Having successfully trained this ACE MLP for R2, we propagated dynamics to compute product distribution. Using 100 trajectories, each of them taking only minutes, we were able to obtain converged results (Fig. 3a). This efficiency also allowed us to propagate ring polymer MD (RPMD)³² using the developed ACE potential. As expected, given the nature of the bonds being formed during this reaction, the product ratios were similar to those obtained using classical MD.

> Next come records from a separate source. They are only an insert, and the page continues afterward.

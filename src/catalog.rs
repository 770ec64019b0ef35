//! Ordered, read-only catalog of evaluation criteria.
//!
//! Loaded once per invocation from configuration and passed by
//! reference into the scoring engine. Lookup is by criterion name;
//! priorities are the weights the engine sums.

use serde::{Deserialize, Serialize};
use std::collections::HashSet;

use crate::core::errors::{Result, ScoreError};
use crate::core::{default_id, EvaluationCriterion};

#[derive(Clone, Debug, Default, PartialEq, Eq, Serialize, Deserialize)]
#[serde(transparent)]
pub struct CriteriaCatalog {
    criteria: Vec<EvaluationCriterion>,
}

impl CriteriaCatalog {
    /// Build a catalog, deriving missing criterion ids from their names.
    pub fn new(criteria: Vec<EvaluationCriterion>) -> Self {
        let criteria = criteria
            .into_iter()
            .map(|mut criterion| {
                if criterion.id.is_empty() {
                    criterion.id = default_id(&criterion.name);
                }
                criterion
            })
            .collect();
        Self { criteria }
    }

    /// Priority of the first entry named `name`, if any.
    pub fn weight(&self, name: &str) -> Option<i64> {
        self.criteria
            .iter()
            .find(|criterion| criterion.name == name)
            .map(|criterion| criterion.priority)
    }

    /// Sum of all priorities, the catalog-derived score ceiling.
    pub fn priority_sum(&self) -> i64 {
        self.criteria.iter().map(|criterion| criterion.priority).sum()
    }

    /// Check the catalog invariants: every priority positive, every
    /// name unique. Entries no rule references are fine.
    pub fn validate(&self) -> Result<()> {
        let mut seen = HashSet::new();
        for criterion in &self.criteria {
            if criterion.priority <= 0 {
                return Err(ScoreError::configuration(format!(
                    "criterion {:?} has non-positive priority {}",
                    criterion.name, criterion.priority
                )));
            }
            if !seen.insert(criterion.name.as_str()) {
                return Err(ScoreError::configuration(format!(
                    "criterion {:?} appears more than once in the catalog",
                    criterion.name
                )));
            }
        }
        Ok(())
    }

    pub fn iter(&self) -> impl Iterator<Item = &EvaluationCriterion> {
        self.criteria.iter()
    }

    pub fn len(&self) -> usize {
        self.criteria.len()
    }

    pub fn is_empty(&self) -> bool {
        self.criteria.is_empty()
    }
}

#[cfg(test)]
mod tests {
    use super::*;

    fn catalog(entries: &[(&str, i64)]) -> CriteriaCatalog {
        CriteriaCatalog::new(
            entries
                .iter()
                .map(|(name, priority)| EvaluationCriterion::new(*name, *priority))
                .collect(),
        )
    }

    #[test]
    fn weight_finds_entries_by_name() {
        let catalog = catalog(&[("Availability Set", 4), ("Azure Backup", 2)]);
        assert_eq!(catalog.weight("Availability Set"), Some(4));
        assert_eq!(catalog.weight("Azure Backup"), Some(2));
    }

    #[test]
    fn weight_is_none_for_missing_entries() {
        let catalog = catalog(&[("Availability Set", 4)]);
        assert_eq!(catalog.weight("Dedicated Host Group"), None);
    }

    #[test]
    fn priority_sum_adds_all_entries() {
        let catalog = catalog(&[("A", 4), ("B", 4), ("C", 2)]);
        assert_eq!(catalog.priority_sum(), 10);
    }

    #[test]
    fn validate_accepts_a_well_formed_catalog() {
        let catalog = catalog(&[("Single Instance", 4), ("Azure Backup", 2)]);
        assert!(catalog.validate().is_ok());
    }

    #[test]
    fn validate_rejects_non_positive_priorities() {
        for bad in [0, -3] {
            let catalog = catalog(&[("Single Instance", bad)]);
            let err = catalog.validate().unwrap_err();
            assert!(matches!(err, ScoreError::Configuration(_)));
        }
    }

    #[test]
    fn validate_rejects_duplicate_names() {
        let catalog = catalog(&[("Azure Backup", 2), ("Azure Backup", 4)]);
        let err = catalog.validate().unwrap_err();
        assert!(matches!(err, ScoreError::Configuration(_)));
    }

    #[test]
    fn missing_ids_are_derived_from_names() {
        let catalog = CriteriaCatalog::new(vec![EvaluationCriterion {
            id: String::new(),
            name: "Virtual Machine Scale Set".to_string(),
            priority: 4,
        }]);
        assert_eq!(
            catalog.iter().next().unwrap().id,
            "virtual-machine-scale-set"
        );
    }
}
//! Type-safe score scales for resiliency scoring.
//!
//! This module provides newtype wrappers for the two scales used by the
//! scoring engine. By encoding the scale in the type system, we prevent
//! bugs caused by mixing a raw weighted sum with a normalized percentage.
//!
//! # Score Scales
//!
//! - `RawScore`: sum of triggered criteria weights, floored at 0
//! - `ScorePercentage`: normalized resiliency quality in [0, 1], higher
//!   is better
//!
//! # Examples
//!
//! ```rust
//! use riskmap::core::score_types::{RawScore, ScorePercentage};
//!
//! let raw = RawScore::new(8.0);
//! assert_eq!(raw.value(), 8.0);
//!
//! // Out-of-bounds values are clamped
//! let clamped = ScorePercentage::new(1.5);
//! assert_eq!(clamped.value(), 1.0);
//! ```

use serde::{Deserialize, Serialize};

/// Raw weighted score for one resource.
///
/// Sum of the priorities of all triggered criteria. Priorities are
/// validated to be positive, so the sum can never legitimately go
/// negative; values below zero are floored at construction.
#[derive(Debug, Clone, Copy, PartialEq, PartialOrd, Serialize, Deserialize)]
pub struct RawScore(f64);

impl RawScore {
    /// Create a new raw score, flooring at 0.0.
    pub fn new(value: f64) -> Self {
        Self(value.max(0.0))
    }

    /// Get the raw score value.
    pub fn value(self) -> f64 {
        self.0
    }
}

/// Normalized resiliency quality on the 0-1 scale, higher is better.
///
/// Computed as `1 - raw / max`. Values are clamped to [0.0, 1.0] at
/// construction, so a raw score above the configured ceiling floors the
/// percentage at 0 instead of going negative.
#[derive(Debug, Clone, Copy, PartialEq, PartialOrd, Serialize, Deserialize)]
pub struct ScorePercentage(f64);

impl ScorePercentage {
    /// Create a new score percentage, clamping to [0.0, 1.0].
    ///
    /// # Examples
    ///
    /// ```rust
    /// # use riskmap::core::score_types::ScorePercentage;
    /// let score = ScorePercentage::new(0.6667);
    /// assert_eq!(score.value(), 0.6667);
    ///
    /// let clamped = ScorePercentage::new(-0.25);
    /// assert_eq!(clamped.value(), 0.0);
    /// ```
    pub fn new(value: f64) -> Self {
        Self(value.clamp(0.0, 1.0))
    }

    /// Get the percentage value.
    pub fn value(self) -> f64 {
        self.0
    }
}

// Implement Display for user-facing output
impl std::fmt::Display for RawScore {
    fn fmt(&self, f: &mut std::fmt::Formatter<'_>) -> std::fmt::Result {
        write!(f, "{:.2}", self.0)
    }
}

impl std::fmt::Display for ScorePercentage {
    fn fmt(&self, f: &mut std::fmt::Formatter<'_>) -> std::fmt::Result {
        write!(f, "{:.4}", self.0)
    }
}
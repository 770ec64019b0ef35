pub mod errors;
pub mod score_types;

use chrono::{DateTime, Utc};
use im::Vector;
use serde::{Deserialize, Serialize};

use crate::core::score_types::{RawScore, ScorePercentage};

/// One named, weighted evaluation dimension contributing to the risk
/// score. The name is the lookup key used by the scoring engine;
/// priorities are configuration, immutable during scoring.
#[derive(Clone, Debug, PartialEq, Eq, Serialize, Deserialize)]
pub struct EvaluationCriterion {
    /// Stable identifier; derived from the name when not supplied.
    #[serde(default)]
    pub id: String,
    pub name: String,
    pub priority: i64,
}

impl EvaluationCriterion {
    pub fn new(name: impl Into<String>, priority: i64) -> Self {
        let name = name.into();
        Self {
            id: default_id(&name),
            name,
            priority,
        }
    }
}

/// Slugify a criterion name into an identifier.
pub(crate) fn default_id(name: &str) -> String {
    let mut id = String::with_capacity(name.len());
    for c in name.chars() {
        if c.is_ascii_alphanumeric() {
            id.push(c.to_ascii_lowercase());
        } else if c.is_whitespace() && !id.ends_with('-') && !id.is_empty() {
            id.push('-');
        }
    }
    id.trim_end_matches('-').to_string()
}

/// Boolean configuration attributes a rule can inspect on a resource.
#[derive(Clone, Copy, Debug, PartialEq, Eq, Hash, Serialize, Deserialize)]
#[serde(rename_all = "kebab-case")]
pub enum ResourceFlag {
    SingleInstance,
    AvailabilitySet,
    ScaleSet,
    AvailabilityZone,
    StandardHddDisk,
    StandardSsdDisk,
    PremiumSsdDisk,
    UltraDisk,
    StandardStorageAccount,
    PremiumStorageAccount,
    Backup,
    DedicatedHostGroup,
}

impl ResourceFlag {
    pub const ALL: [ResourceFlag; 12] = [
        ResourceFlag::SingleInstance,
        ResourceFlag::AvailabilitySet,
        ResourceFlag::ScaleSet,
        ResourceFlag::AvailabilityZone,
        ResourceFlag::StandardHddDisk,
        ResourceFlag::StandardSsdDisk,
        ResourceFlag::PremiumSsdDisk,
        ResourceFlag::UltraDisk,
        ResourceFlag::StandardStorageAccount,
        ResourceFlag::PremiumStorageAccount,
        ResourceFlag::Backup,
        ResourceFlag::DedicatedHostGroup,
    ];
}

/// One VM's configuration as loaded for scoring. Immutable once scored.
#[derive(Clone, Debug, Default, PartialEq, Serialize, Deserialize)]
pub struct ResourceConfiguration {
    pub resource_id: String,
    #[serde(default)]
    pub subscription_id: String,
    #[serde(default)]
    pub role_instance_name: String,
    #[serde(default)]
    pub single_instance: bool,
    #[serde(default)]
    pub availability_set: bool,
    #[serde(default)]
    pub scale_set: bool,
    #[serde(default)]
    pub availability_zone: bool,
    #[serde(default)]
    pub standard_hdd_disk: bool,
    #[serde(default)]
    pub standard_ssd_disk: bool,
    #[serde(default)]
    pub premium_ssd_disk: bool,
    #[serde(default)]
    pub ultra_disk: bool,
    #[serde(default)]
    pub standard_storage_account: bool,
    #[serde(default)]
    pub premium_storage_account: bool,
    #[serde(default)]
    pub backup: bool,
    #[serde(default)]
    pub dedicated_host_group: bool,
}

impl ResourceConfiguration {
    /// Read one flag by name.
    pub fn flag(&self, flag: ResourceFlag) -> bool {
        match flag {
            ResourceFlag::SingleInstance => self.single_instance,
            ResourceFlag::AvailabilitySet => self.availability_set,
            ResourceFlag::ScaleSet => self.scale_set,
            ResourceFlag::AvailabilityZone => self.availability_zone,
            ResourceFlag::StandardHddDisk => self.standard_hdd_disk,
            ResourceFlag::StandardSsdDisk => self.standard_ssd_disk,
            ResourceFlag::PremiumSsdDisk => self.premium_ssd_disk,
            ResourceFlag::UltraDisk => self.ultra_disk,
            ResourceFlag::StandardStorageAccount => self.standard_storage_account,
            ResourceFlag::PremiumStorageAccount => self.premium_storage_account,
            ResourceFlag::Backup => self.backup,
            ResourceFlag::DedicatedHostGroup => self.dedicated_host_group,
        }
    }
}

/// A resource row tagged with the invocation scope it belongs to.
///
/// Untagged records (no scope fields) match any requested scope.
#[derive(Clone, Debug, PartialEq, Serialize, Deserialize)]
pub struct ResourceRecord {
    #[serde(default, skip_serializing_if = "Option::is_none")]
    pub assessment_id: Option<String>,
    #[serde(default, skip_serializing_if = "Option::is_none")]
    pub workflow_id: Option<String>,
    #[serde(default, skip_serializing_if = "Option::is_none")]
    pub service_type_id: Option<String>,
    #[serde(flatten)]
    pub resource: ResourceConfiguration,
}

/// The (assessment, workflow, service) triple one invocation is scoped to.
#[derive(Clone, Debug, PartialEq, Eq, Serialize, Deserialize)]
pub struct AssessmentScope {
    pub assessment_id: String,
    pub workflow_id: String,
    pub service_type_id: String,
}

/// Derived score for one resource. Keyed 1:1 to the configuration it
/// was computed from.
#[derive(Clone, Debug, PartialEq, Serialize, Deserialize)]
pub struct ScoreResult {
    pub resource_id: String,
    pub raw_score: RawScore,
    pub score_percentage: ScorePercentage,
    /// Criterion names a triggered rule referenced but the catalog did
    /// not contain. Contributed zero; the caller decides how loudly to
    /// report them.
    #[serde(default, skip_serializing_if = "Vec::is_empty")]
    pub unmapped_criteria: Vec<String>,
}

/// Aggregate score for one (assessment, workflow, service) invocation.
/// Created only after every resource has been scored.
#[derive(Clone, Debug, PartialEq, Serialize, Deserialize)]
pub struct AssessmentScore {
    pub assessment_id: String,
    pub area_id: String,
    pub service_type_id: String,
    pub resource_type_id: String,
    pub average_percentage: ScorePercentage,
}

/// Everything one invocation produces, handed to a result sink as a
/// unit so that persistence is all-or-nothing.
#[derive(Clone, Debug, Serialize, Deserialize)]
pub struct AssessmentReport {
    pub generated: DateTime<Utc>,
    pub scope: AssessmentScope,
    pub assessment: AssessmentScore,
    pub resources: Vector<ScoreResult>,
}

#[cfg(test)]
mod tests {
    use super::*;

    #[test]
    fn default_id_slugifies_names() {
        assert_eq!(default_id("Single Instance"), "single-instance");
        assert_eq!(
            default_id("Standard Managed Disk (HDD)"),
            "standard-managed-disk-hdd"
        );
        assert_eq!(default_id("Ultra Disk (SSD)"), "ultra-disk-ssd");
    }

    #[test]
    fn flag_accessor_covers_every_flag() {
        let mut resource = ResourceConfiguration::default();
        for flag in ResourceFlag::ALL {
            assert!(!resource.flag(flag));
        }

        resource.single_instance = true;
        resource.dedicated_host_group = true;
        assert!(resource.flag(ResourceFlag::SingleInstance));
        assert!(resource.flag(ResourceFlag::DedicatedHostGroup));
        assert!(!resource.flag(ResourceFlag::Backup));
    }

    #[test]
    fn resource_record_deserializes_flattened() {
        let record: ResourceRecord = serde_json::from_str(
            r#"{
                "assessment_id": "a-1",
                "resource_id": "vm-7",
                "single_instance": true,
                "backup": true
            }"#,
        )
        .unwrap();

        assert_eq!(record.assessment_id.as_deref(), Some("a-1"));
        assert_eq!(record.workflow_id, None);
        assert_eq!(record.resource.resource_id, "vm-7");
        assert!(record.resource.single_instance);
        assert!(record.resource.backup);
        assert!(!record.resource.availability_set);
    }
}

We also evaluated the effect of temperature by equilibrating the system at the TS using constrained NVT dynamics (1 eV Å⁻², ≈0.5 kcal mol⁻¹ additional ZPE), prior to propagating NVE downhill dynamics. Both direct NVE downhill and equilibrated dynamics provide qualitatively similar trends. However, a more detailed analysis shows that the latter affords almost double the proportion of R2_P1 and the formation of R2_P3 as 1% of the total product distribution, which would otherwise not be observed (right most distribution in Fig. 3b). This demonstrates the importance of propagating equilibrated quantum dynamics to obtain converged distributions.³³ Training an MLP uniquely allows for the 100-fold more expensive simulations to be performed, with the effect of ZPE and tunnelling accounted for.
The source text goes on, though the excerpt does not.